Now tolerance has become something entirely different: a tool of the state used without limit to impose secularism and moral relativity by force.

 
February 24, 2010
by Dr. Benjamin Wiker
 

In the early spring of 2009, the Equality Bill was introduced into Britain’s House of Commons. It is still churning its way through Parliament, now in the House of Lords. Anyone who wants to read the latest version of the bill, will find it quite in line with the usual chilling legally enforced advance of secularism. It is not really about equality, or even tolerance. Rather, it is simply a front door effort to enforce the secular agenda upon an already almost completely secularized Britain.

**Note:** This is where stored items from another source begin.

//! `TestService` lifecycle: commands, cancellation, persistence failures,
//! degraded hardware, and the preview grabber.

use std::thread;
use std::time::{Duration, Instant};

use tooltest::app::commands::RunCommand;
use tooltest::app::events::RunEvent;
use tooltest::app::metrics::RunStatus;
use tooltest::app::service::TestService;
use tooltest::config::{ActuationStrategy, TestConfig};
use tooltest::error::Error;
use tooltest::fsm::RunState;

use crate::mock_hw::{
    ActuatorCall, MockActuator, MockCamera, MockStore, RecordingSink, Scene, count, fast_config,
    rig, rig_with, wait_for_state,
};

/// Fast config whose analysis window is long enough to catch mid-flight.
fn long_analysis() -> TestConfig {
    TestConfig {
        analysis_min_duration_ms: 5_000,
        ..fast_config()
    }
}

// ── Busy / stop ───────────────────────────────────────────────

#[test]
fn second_start_while_running_is_busy() {
    let r = rig(Scene::new(0.3, 0.5), long_analysis());
    thread::scope(|s| {
        let run = s.spawn(|| r.service.start_test());
        assert!(wait_for_state(&r.service, RunState::Analyzing));

        assert!(matches!(r.service.start_test(), Err(Error::Busy)));
        assert!(matches!(
            r.service.handle_command(RunCommand::StartTest),
            Err(Error::Busy)
        ));

        thread::sleep(Duration::from_millis(20));
        r.service.stop();
        let outcome = run.join().unwrap().unwrap();
        assert_eq!(outcome.status, RunStatus::Failed);
    });
    // Only the first run reached the store.
    assert_eq!(r.saved.lock().unwrap().len(), 1);
}

#[test]
fn stop_during_analysis_decides_early_and_is_idempotent() {
    let r = rig(Scene::new(0.3, 0.5), long_analysis());
    let started = Instant::now();
    thread::scope(|s| {
        let run = s.spawn(|| r.service.start_test());
        assert!(wait_for_state(&r.service, RunState::Analyzing));
        thread::sleep(Duration::from_millis(20));

        r.service.stop();
        r.service.stop();
        r.service.handle_command(RunCommand::Stop).unwrap();

        let outcome = run.join().unwrap().unwrap();
        assert_eq!(outcome.status, RunStatus::Failed);
        assert!(outcome.metrics.frames_analysis > 0);
    });
    assert!(started.elapsed() < Duration::from_secs(4));
    assert_eq!(count(&r.calls, ActuatorCall::Relay(true)), 1);
    assert_eq!(count(&r.calls, ActuatorCall::Relay(false)), 1);
    assert_eq!(r.service.state(), RunState::Decided);
}

#[test]
fn stop_during_misting_still_releases_relay() {
    let cfg = TestConfig {
        mist_duration_ms: 5_000,
        ..fast_config()
    };
    let r = rig(Scene::new(0.3, 0.5), cfg);
    thread::scope(|s| {
        let run = s.spawn(|| r.service.start_test());
        assert!(wait_for_state(&r.service, RunState::Misting));
        thread::sleep(Duration::from_millis(20));
        r.service.stop();
        let outcome = run.join().unwrap().unwrap();
        assert!(outcome.metrics.mist_time < 5.0);
    });
    assert!(!r.scene.relay_energised());
    assert_eq!(count(&r.calls, ActuatorCall::Cleanup), 1);
}

#[test]
fn stop_during_baseline_errors_without_misting() {
    let cfg = TestConfig {
        baseline_duration_ms: 3_000,
        ..fast_config()
    };
    let r = rig(Scene::new(0.3, 0.5), cfg);
    let started = Instant::now();
    thread::scope(|s| {
        let run = s.spawn(|| r.service.start_test());
        assert!(wait_for_state(&r.service, RunState::Baseline));
        thread::sleep(Duration::from_millis(5));
        r.service.stop();

        let outcome = run.join().unwrap().unwrap();
        assert_eq!(outcome.status, RunStatus::Error);
        assert!(outcome.persisted);
        assert_eq!(outcome.metrics.frames_analysis, 0);
        assert_eq!(outcome.metrics.status, Some(RunStatus::Error));
    });
    assert!(started.elapsed() < Duration::from_secs(2));

    // The relay never fired and the tool was never sprayed.
    assert!(r.calls.lock().unwrap().is_empty());
    assert!(!r.scene.reagent_applied());
    assert_eq!(r.service.state(), RunState::Errored);

    let saved = r.saved.lock().unwrap();
    assert_eq!(saved.len(), 1);
    assert_eq!(saved[0].1, RunStatus::Error);
    drop(saved);

    // An errored run is acknowledged like any other.
    r.service.acknowledge().unwrap();
    assert_eq!(r.service.state(), RunState::Idle);
}

#[test]
fn stop_before_analysis_sees_a_frame_is_an_error() {
    let cfg = TestConfig {
        mist_duration_ms: 5_000,
        ..fast_config()
    };
    let r = rig(Scene::new(0.3, 0.5), cfg);
    thread::scope(|s| {
        let run = s.spawn(|| r.service.start_test());
        assert!(wait_for_state(&r.service, RunState::Misting));
        r.service.stop();
        let outcome = run.join().unwrap().unwrap();
        assert_eq!(outcome.status, RunStatus::Error);
        assert_eq!(outcome.metrics.frames_analysis, 0);
    });
    assert_eq!(r.service.state(), RunState::Errored);
    assert_eq!(r.saved.lock().unwrap()[0].1, RunStatus::Error);

    // The next start acknowledges the errored run implicitly.
    let again = r.service.start_test().unwrap();
    assert_ne!(again.status, RunStatus::Error);
    assert_eq!(r.service.state(), RunState::Decided);
}

#[test]
fn stop_while_idle_is_a_no_op() {
    let r = rig(Scene::new(0.3, 0.5), fast_config());
    r.service.stop();
    assert_eq!(r.service.state(), RunState::Idle);
    assert!(r.service.start_test().is_ok());
}

// ── Acknowledge ───────────────────────────────────────────────

#[test]
fn acknowledge_returns_to_idle_exactly_once() {
    let r = rig(Scene::new(0.3, 0.35), fast_config());
    r.service.start_test().unwrap();
    assert_eq!(r.service.state(), RunState::Decided);

    r.service.acknowledge().unwrap();
    assert_eq!(r.service.state(), RunState::Idle);
    assert!(matches!(
        r.service.acknowledge(),
        Err(Error::InvalidTransition {
            from: RunState::Idle,
            to: RunState::Idle
        })
    ));
}

#[test]
fn start_after_unacknowledged_verdict_runs_again() {
    let r = rig(Scene::new(0.3, 0.35), fast_config());
    let first = r.service.start_test().unwrap();
    let second = r.service.start_test().unwrap();
    assert_ne!(first.run_id, second.run_id);
    assert_eq!(r.saved.lock().unwrap().len(), 2);
    assert_eq!(r.service.last_outcome().unwrap().run_id, second.run_id);
}

// ── Degraded hardware ─────────────────────────────────────────

#[test]
fn missing_rotor_degrades_to_mist_only() {
    let scene = Scene::new(0.3, 0.5);
    let (actuator, calls) = MockActuator::without_rotor(&scene);
    let r = rig_with(scene, fast_config(), actuator, calls);
    let outcome = r.service.start_test().unwrap();

    assert_eq!(outcome.status, RunStatus::Failed);
    let m = &outcome.metrics;
    assert!(m.actuator_degraded);
    assert_eq!(m.rotation_time_accum, 0.0);
    assert!(m.mist_time > 0.0);
    assert_eq!(count(&r.calls, ActuatorCall::Rotate), 0);
    assert_eq!(count(&r.calls, ActuatorCall::Relay(true)), 1);
    assert_eq!(count(&r.calls, ActuatorCall::Relay(false)), 1);
}

#[test]
fn lost_actuator_is_recorded_as_an_error() {
    let scene = Scene::new(0.3, 0.5);
    let (actuator, calls) = MockActuator::stuck_rotor(&scene, Duration::from_secs(3));
    let cfg = TestConfig {
        rotor_segment_timeout_ms: 20,
        join_timeout_ms: 100,
        ..fast_config()
    };
    let r = rig_with(scene, cfg, actuator, calls);

    // The first run outlives its stuck actuator worker and still decides.
    let first = r.service.start_test().unwrap();
    assert_eq!(first.status, RunStatus::Failed);

    let second = r.service.start_test();
    assert!(matches!(second, Err(Error::DeviceLost("actuator"))));
    assert_eq!(r.service.state(), RunState::Errored);

    let saved = r.saved.lock().unwrap();
    assert_eq!(saved.len(), 2);
    assert_eq!(saved[1].1, RunStatus::Error);
    assert_eq!(saved[1].2.status, Some(RunStatus::Error));
    assert!(saved[1].2.total_time().is_some());
    let error_id = saved[1].0.clone();
    drop(saved);

    assert_eq!(r.service.last_outcome().unwrap().run_id, error_id);
    assert!(r.events.lock().unwrap().iter().any(|e| matches!(
        e,
        RunEvent::Verdict { run_id, status: RunStatus::Error, .. } if *run_id == error_id
    )));
}

#[test]
fn sequential_strategy_mists_then_rotates() {
    let cfg = TestConfig {
        strategy: ActuationStrategy::Sequential,
        ..fast_config()
    };
    let r = rig(Scene::new(0.3, 0.5), cfg);
    r.service.start_test().unwrap();
    assert_eq!(
        *r.calls.lock().unwrap(),
        vec![
            ActuatorCall::Init,
            ActuatorCall::Relay(true),
            ActuatorCall::Relay(false),
            ActuatorCall::Rotate,
            ActuatorCall::Rotate,
            ActuatorCall::Cleanup,
        ]
    );
}

// ── Persistence ───────────────────────────────────────────────

#[test]
fn store_failure_keeps_the_verdict() {
    let scene = Scene::new(0.3, 0.5);
    let (actuator, _calls) = MockActuator::new(&scene);
    let (sink, events) = RecordingSink::new();
    let service = TestService::new(
        fast_config(),
        MockCamera::new(&scene),
        actuator,
        MockStore::failing(),
        sink,
    )
    .unwrap();

    let outcome = service.start_test().unwrap();
    assert_eq!(outcome.status, RunStatus::Failed);
    assert!(!outcome.persisted);

    let events = events.lock().unwrap();
    assert!(events.iter().any(|e| matches!(
        e,
        RunEvent::PersistFailed { run_id, reason }
            if *run_id == outcome.run_id && reason.contains("disk full")
    )));
    assert!(
        events
            .iter()
            .any(|e| matches!(e, RunEvent::Verdict { status: RunStatus::Failed, .. }))
    );
}

#[test]
fn heatmap_written_when_directory_configured() {
    let dir = tempfile::tempdir().unwrap();
    let cfg = TestConfig {
        heatmap_dir: Some(dir.path().to_path_buf()),
        ..fast_config()
    };
    let r = rig(Scene::new(0.3, 0.5), cfg);
    let outcome = r.service.start_test().unwrap();

    let path = outcome.heatmap.expect("heatmap path");
    assert!(path.starts_with(dir.path()));
    assert!(path.exists());
    assert_eq!(outcome.metrics.pct_above_threshold, Some(100.0));
}

// ── Configuration ─────────────────────────────────────────────

#[test]
fn invalid_config_rejected_at_construction() {
    let scene = Scene::new(0.3, 0.5);
    let (actuator, _) = MockActuator::new(&scene);
    let (store, _) = MockStore::new();
    let (sink, _) = RecordingSink::new();
    let cfg = TestConfig {
        baseline_quantile: 50.0,
        ..fast_config()
    };
    let built = TestService::new(cfg, MockCamera::new(&scene), actuator, store, sink);
    assert!(matches!(built, Err(Error::Config(_))));
}

#[test]
fn update_config_validates_and_applies() {
    let r = rig(Scene::new(0.3, 0.5), fast_config());
    let bad = TestConfig {
        segments_per_revolution: 0,
        ..fast_config()
    };
    assert!(matches!(r.service.update_config(bad), Err(Error::Config(_))));

    let good = TestConfig {
        rotations: 3,
        ..fast_config()
    };
    r.service
        .handle_command(RunCommand::UpdateConfig(good))
        .unwrap();
    assert_eq!(r.service.config().rotations, 3);
}

#[test]
fn update_config_refused_mid_run() {
    let r = rig(Scene::new(0.3, 0.5), long_analysis());
    thread::scope(|s| {
        let run = s.spawn(|| r.service.start_test());
        assert!(wait_for_state(&r.service, RunState::Analyzing));
        assert!(matches!(
            r.service.update_config(fast_config()),
            Err(Error::Busy)
        ));
        r.service.stop();
        run.join().unwrap().unwrap();
    });
    assert_eq!(r.service.config().analysis_min_duration_ms, 5_000);
}

// ── Preview ───────────────────────────────────────────────────

#[test]
fn preview_streams_frames_and_yields_to_a_run() {
    let r = rig(Scene::new(0.3, 0.35), fast_config());
    r.service.start_preview().unwrap();
    // A second start is harmless.
    r.service.handle_command(RunCommand::StartPreview).unwrap();

    let deadline = Instant::now() + Duration::from_secs(2);
    while r.service.latest_frame().is_none() && Instant::now() < deadline {
        thread::sleep(Duration::from_millis(1));
    }
    let frame = r.service.latest_frame().expect("preview frame");
    assert_eq!(frame.dimensions(), (4, 4));

    let outcome = r.service.start_test().unwrap();
    assert_eq!(outcome.status, RunStatus::Passed);

    // The source is docked again after the run.
    r.service.stop_preview();
    r.service.start_preview().unwrap();
    r.service.stop_preview();
}
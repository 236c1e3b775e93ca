//! Background frame grabber and the single-slot "latest frame" handoff.
//!
//! ```text
//!   FrameSource ──read()──▶ FrameGrabber ──publish()──▶ FrameSlot ──latest()──▶ consumers
//! ```
//!
//! The grabber never raises: open and read failures are counted, logged at
//! debug level, and retried after a short back-off until the run's
//! [`StopSignal`] fires.  Consumers never block on acquisition; they take
//! whatever frame is current and may see the same frame twice.

use core::sync::atomic::{AtomicU64, Ordering};
use core::time::Duration;
use std::sync::{Arc, Mutex};

use log::{debug, info, warn};

use crate::app::ports::FrameSource;
use crate::control::worker::{StopSignal, Worker, lock_unpoisoned};
use crate::sensors::Frame;

// ───────────────────────────────────────────────────────────────
// FrameSlot
// ───────────────────────────────────────────────────────────────

/// Most recent frame, replaced atomically as a whole.
#[derive(Clone, Default)]
pub struct FrameSlot {
    inner: Arc<Mutex<Option<Arc<Frame>>>>,
    published: Arc<AtomicU64>,
}

impl FrameSlot {
    pub fn new() -> Self {
        Self::default()
    }

    /// Replace the current frame.  Returns the publish sequence number.
    pub fn publish(&self, frame: Frame) -> u64 {
        *lock_unpoisoned(&self.inner) = Some(Arc::new(frame));
        self.published.fetch_add(1, Ordering::AcqRel) + 1
    }

    /// Snapshot of the current frame, if any.
    pub fn latest(&self) -> Option<Arc<Frame>> {
        lock_unpoisoned(&self.inner).clone()
    }

    /// Forget the current frame.
    pub fn clear(&self) {
        *lock_unpoisoned(&self.inner) = None;
    }

    /// Total frames ever published to this slot.
    pub fn published(&self) -> u64 {
        self.published.load(Ordering::Acquire)
    }
}

// ───────────────────────────────────────────────────────────────
// Counters
// ───────────────────────────────────────────────────────────────

#[derive(Debug, Default)]
struct GrabCounters {
    frames: AtomicU64,
    errors: AtomicU64,
}

/// Frames grabbed and failed acquisitions since the grabber started.
#[derive(Debug, Clone, Copy, Default, PartialEq, Eq)]
pub struct GrabStats {
    pub frames: u64,
    pub errors: u64,
}

/// Grabber timing.
#[derive(Debug, Clone, Copy)]
pub struct GrabTiming {
    /// Pause after a successful grab.
    pub interval: Duration,
    /// Pause after a failed open or read.
    pub retry_backoff: Duration,
}

// ───────────────────────────────────────────────────────────────
// FrameGrabber
// ───────────────────────────────────────────────────────────────

/// A running grabber thread that owns the frame source until stopped.
pub struct FrameGrabber<F> {
    worker: Worker<F>,
    stop: StopSignal,
    counters: Arc<GrabCounters>,
}

impl<F: FrameSource + Send + 'static> FrameGrabber<F> {
    /// Clear `slot` and start grabbing into it until `stop` fires.
    ///
    /// The slot is cleared first so no frame from before this grabber
    /// started is ever observed through it.
    pub fn spawn(
        mut source: F,
        slot: FrameSlot,
        timing: GrabTiming,
        stop: StopSignal,
    ) -> std::io::Result<Self> {
        slot.clear();
        let counters = Arc::new(GrabCounters::default());
        let thread_counters = Arc::clone(&counters);
        let thread_stop = stop.clone();
        let worker = Worker::spawn("frame-grabber", move || {
            grab_loop(&mut source, &slot, timing, &thread_stop, &thread_counters);
            source.close();
            source
        })?;
        Ok(Self {
            worker,
            stop,
            counters,
        })
    }
}

impl<F> FrameGrabber<F> {
    pub fn stats(&self) -> GrabStats {
        GrabStats {
            frames: self.counters.frames.load(Ordering::Relaxed),
            errors: self.counters.errors.load(Ordering::Relaxed),
        }
    }

    /// Fire the stop signal and wait up to `timeout` for the source to
    /// come back.  `None` means the thread is stuck and the source is lost.
    pub fn stop(self, timeout: Duration) -> (Option<F>, GrabStats) {
        self.stop.stop();
        let stats_before_join = Arc::clone(&self.counters);
        let source = self.worker.join_timeout(timeout);
        let stats = GrabStats {
            frames: stats_before_join.frames.load(Ordering::Relaxed),
            errors: stats_before_join.errors.load(Ordering::Relaxed),
        };
        info!(
            "frame grabber stopped: {} frames, {} errors",
            stats.frames, stats.errors
        );
        (source, stats)
    }
}

fn grab_loop<F: FrameSource>(
    source: &mut F,
    slot: &FrameSlot,
    timing: GrabTiming,
    stop: &StopSignal,
    counters: &GrabCounters,
) {
    let mut opened = false;
    while !stop.is_stopped() {
        if !opened {
            match source.open() {
                Ok(()) => {
                    debug!("frame source opened");
                    opened = true;
                }
                Err(e) => {
                    counters.errors.fetch_add(1, Ordering::Relaxed);
                    debug!("frame source open failed: {e}");
                    if stop.wait(timing.retry_backoff) {
                        break;
                    }
                    continue;
                }
            }
        }

        match source.read() {
            Ok(frame) => {
                slot.publish(frame);
                counters.frames.fetch_add(1, Ordering::Relaxed);
                if stop.wait(timing.interval) {
                    break;
                }
            }
            Err(e) => {
                let errors = counters.errors.fetch_add(1, Ordering::Relaxed) + 1;
                if errors.is_power_of_two() {
                    warn!("frame read failed ({errors} so far): {e}");
                } else {
                    debug!("frame read failed: {e}");
                }
                if stop.wait(timing.retry_backoff) {
                    break;
                }
            }
        }
    }
}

While not surprising, the Equality Bill is instructive as an example of what surely will be coming down the legislative pike for Americans in the clash between secular and Christian culture. Whatever its other merits, the goal of a large part of the bill is to force Brits to accept what Christians morally reject. For example, a church that rejects homosexuality will be forced to hire active homosexuals on its staff. Any public or private criticism of any sexual practice could land you in jail. "Tolerate—or Else!"

Pope Benedict XVI warned Britain that the Equality Bill violates natural law by demanding the acceptance of intrinsically immoral sexual practices. While a commitment to equality of opportunity is laudable, "the effect of some of the legislation [in the bill] designed to achieve this goal has been to impose unjust limitations on the freedom of religious communities to act in accordance with their beliefs." In the name of equality, the bill could force churches to employ active gays and transsexuals.

Britain’s Anglican Archbishop of York, Dr. John Sentamu, has also had enough. In his recent City of Peace Lecture, he stated "I want to persuade you why tolerance, as we experience it in Britain today is not enough as the core value on which to base our lives in civil society. In fact, I will go further, arguing that tolerance as it is practised in England today, is in danger of becoming a negative virtue, resulting in narrowness and in some cases, in oppression…. We…need to open our eyes to see what is actually happening in our society and in our cities today in the name of tolerance and the negative impact this is having."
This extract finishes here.